Sri, you got some 'splainin' to do

It really wasn't my fault - I mean, sure, it was my idea. But Mike was the one who convinced me to move my lard ass and actually go to the Albemarle County Fair. If he had just let me chicken out as I had intended, this never would have happened.

So we get to the fair, and already we're pretty pleased with ourselves. We pig out of fair food - including my brilliant concept of combining ice cream and funnel cake - and happily manage to not yak all over each other on the rides. Though it was a close thing, especially on the Rok N Rol.

You spend two minutes shouting with delight
and ten minutes screaming in agony.

We skipped right past the arcade games and hit the exhibits - learned all about beekeeping, checked out the arts and crafts, marveled at the enormous pumpkins, that sort of thing.

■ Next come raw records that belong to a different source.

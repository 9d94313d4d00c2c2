//! Projectile spawn requests emitted by enemies.
//!
//! This module only describes a shot. Flight, collision and removal belong to
//! whatever consumes the drained descriptors.

use glam::Vec3;
use labyrinth_common::ProjectileId;
use serde::{Deserialize, Serialize};

/// One-shot request to spawn a projectile.
#[derive(Debug, Clone, Copy, PartialEq, Serialize, Deserialize)]
pub struct ProjectileDescriptor {
    /// Unique token
    pub id: ProjectileId,
    /// Fire timestamp (milliseconds)
    pub fired_at_ms: u64,
    /// Spawn position
    pub position: Vec3,
    /// Per-frame displacement
    pub velocity: Vec3,
}

impl ProjectileDescriptor {
    /// Descriptor for a shot from `origin` at `target`.
    ///
    /// The velocity is the origin-to-target vector scaled by `aim_scale`.
    #[must_use]
    pub fn aimed(id: ProjectileId, origin: Vec3, target: Vec3, aim_scale: f32, now_ms: u64) -> Self {
        Self {
            id,
            fired_at_ms: now_ms,
            position: origin,
            velocity: (target - origin) * aim_scale,
        }
    }
}

/// Hands out projectile tokens, unique across all enemies of a controller.
#[derive(Debug, Clone, Default)]
pub struct ProjectileIds {
    next: u64,
}

impl ProjectileIds {
    /// Creates an allocator starting at token 1.
    #[must_use]
    pub fn new() -> Self {
        Self::default()
    }

    /// Allocates the next token.
    pub fn next_id(&mut self) -> ProjectileId {
        self.next += 1;
        ProjectileId::new(self.next)
    }
}

/// Pending projectile requests of one enemy.
#[derive(Debug, Clone, Default)]
pub struct ProjectileSpawner {
    pending: Vec<ProjectileDescriptor>,
}

impl ProjectileSpawner {
    /// Creates an empty spawner.
    #[must_use]
    pub fn new() -> Self {
        Self::default()
    }

    /// Queues one descriptor.
    pub fn emit(&mut self, descriptor: ProjectileDescriptor) {
        self.pending.push(descriptor);
    }

    /// Takes every queued descriptor.
    pub fn drain(&mut self) -> Vec<ProjectileDescriptor> {
        std::mem::take(&mut self.pending)
    }

    /// Queued descriptors not yet drained.
    #[must_use]
    pub fn pending(&self) -> &[ProjectileDescriptor] {
        &self.pending
    }
}
//! # Labyrinth Gameplay
//!
//! Enemy AI for the grid maze.
//!
//! This crate provides:
//! - Geometry helpers (distance, bounded-closest, grid line rasterization)
//! - Tick throttling and cancellable interval tasks
//! - Directional clearance against walls and other enemies
//! - Wall occlusion between enemy and player
//! - The per-enemy patrol/chase state machine and its controller
//! - Projectile spawn requests, map grid and cell-clear requests
//! - Event bus for observers

#![warn(missing_docs)]
#![warn(clippy::all)]
#![deny(clippy::unwrap_used)]

pub mod boundary;
pub mod config;
pub mod controller;
pub mod direction;
pub mod enemy;
pub mod events;
pub mod geometry;
pub mod map;
pub mod projectile;
pub mod scene;
pub mod schedule;
pub mod throttle;
pub mod visibility;

/// Prelude for convenient imports
pub mod prelude {
    pub use crate::boundary::*;
    pub use crate::config::*;
    pub use crate::controller::*;
    pub use crate::direction::*;
    pub use crate::enemy::*;
    pub use crate::events::*;
    pub use crate::geometry::*;
    pub use crate::map::*;
    pub use crate::projectile::*;
    pub use crate::scene::*;
    pub use crate::schedule::*;
    pub use crate::throttle::*;
    pub use crate::visibility::*;
}

pub use prelude::*;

Then we saw it ... the petting zoo. There were ducklings and chicks, baby goats and calves. The little piggies were having a nap together in a big piggy pile. So you will understand that my resistance to cuteness had already been severely depleted by the time we made it over to the bunny cages.

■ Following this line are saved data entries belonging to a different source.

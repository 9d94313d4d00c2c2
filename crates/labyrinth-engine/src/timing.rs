//! Frame timing for the headless host.
//!
//! The host does not render, so time is virtual: every frame advances the
//! clock by one frame budget. Wall-clock frame times can still be recorded to
//! report how long the controller update takes.

use labyrinth_gameplay::FrameClock;
use std::collections::VecDeque;
use std::time::Duration;

/// Virtual clock advancing one fixed frame at a time.
#[derive(Debug, Clone)]
pub struct FrameTiming {
    /// Simulated frames per second
    target_fps: u32,
    /// Frames produced so far
    frame: u64,
    /// Recent update durations (seconds) for averaging
    update_times: VecDeque<f32>,
    /// Maximum samples for averaging
    max_samples: usize,
}

impl Default for FrameTiming {
    fn default() -> Self {
        Self::new(60)
    }
}

impl FrameTiming {
    /// Create a new frame timing manager.
    ///
    /// # Arguments
    /// * `target_fps` - Simulated frames per second
    #[must_use]
    pub fn new(target_fps: u32) -> Self {
        let target_fps = target_fps.max(1);
        Self {
            target_fps,
            frame: 0,
            update_times: VecDeque::with_capacity(120),
            max_samples: 120,
        }
    }

    /// Clock reading of the current frame.
    #[must_use]
    pub fn clock(&self) -> FrameClock {
        let fps = u64::from(self.target_fps);
        let elapsed = self.frame as f64 / fps as f64;
        FrameClock::new(self.frame * 1000 / fps, elapsed as f32)
    }

    /// Moves to the next frame and returns its clock reading.
    pub fn advance(&mut self) -> FrameClock {
        self.frame += 1;
        self.clock()
    }

    /// Frames produced so far.
    #[must_use]
    pub fn frame(&self) -> u64 {
        self.frame
    }

    /// Get the target FPS.
    #[must_use]
    pub fn target_fps(&self) -> u32 {
        self.target_fps
    }

    /// Records how long one controller update took.
    pub fn record_update(&mut self, took: Duration) {
        self.update_times.push_back(took.as_secs_f32());
        if self.update_times.len() > self.max_samples {
            self.update_times.pop_front();
        }
    }

    /// Get the average update time in milliseconds.
    #[must_use]
    pub fn average_update_ms(&self) -> f32 {
        if self.update_times.is_empty() {
            return 0.0;
        }

        (self.update_times.iter().sum::<f32>() / self.update_times.len() as f32) * 1000.0
    }
}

There were bunnies of all sizes, including "giant bunnies" that were about 18 inches long and must've weighed ten pounds if they weighed an ounce. There were cute strawberry blonde bunnies and long-haired bunnies. Bunches and bunches of bunnies, all snuggled up against each other or nibbling adorably on their little pellets.

And they were all for sale.

Yes, I was weak! But when I saw that little black bunny, a Netherlands dwarf breed on sale for $13, how could I resist? When I went to pet her she shied away, playing coy. And in that moment I knew - I had to make her mine.

How much is that bunny in the ... oh, who cares, I'll take her!

Outside The Tent -
Me: Did I just ... buy a bunny?
Mike: You be hilarious.

And now comes the hard part - picking a name. Bridget, after my favorite playboy bunny? Kendra, after Mike's (oh hell no)? Then there are other famous rabbits from literature - Peter, Velveteen, Bunnicula. Maybe I should wait until I actually pick her up on Sunday (when her life as a showgirl comes to an official end) before deciding. Until then, suggestions are most welcome!


Sarah said...

Oh my goodness, that is the cutest bunny in the world.

Wistar said...

I can't believe you bought a bunny! Your whole condo is going to smell like bunny droppings! I'm so excited to meet him! I hope I can be an auntie! Can you tell how fast my heart is beating by all these exclamation points?! But how did your new bunny feel about the funnel cake and roller coasters?

I'm glad it was a bunny and not a prize cow.

Monkey Sri said...

Sarah - thank you! She think you're cute, too :)

Wistar - so? Your house smells like droppings, and you don't even have a pet. Unless you count Darren, in which case I don't need to know anything more about that.

Prize cow? Was that a joke about me being Hindu?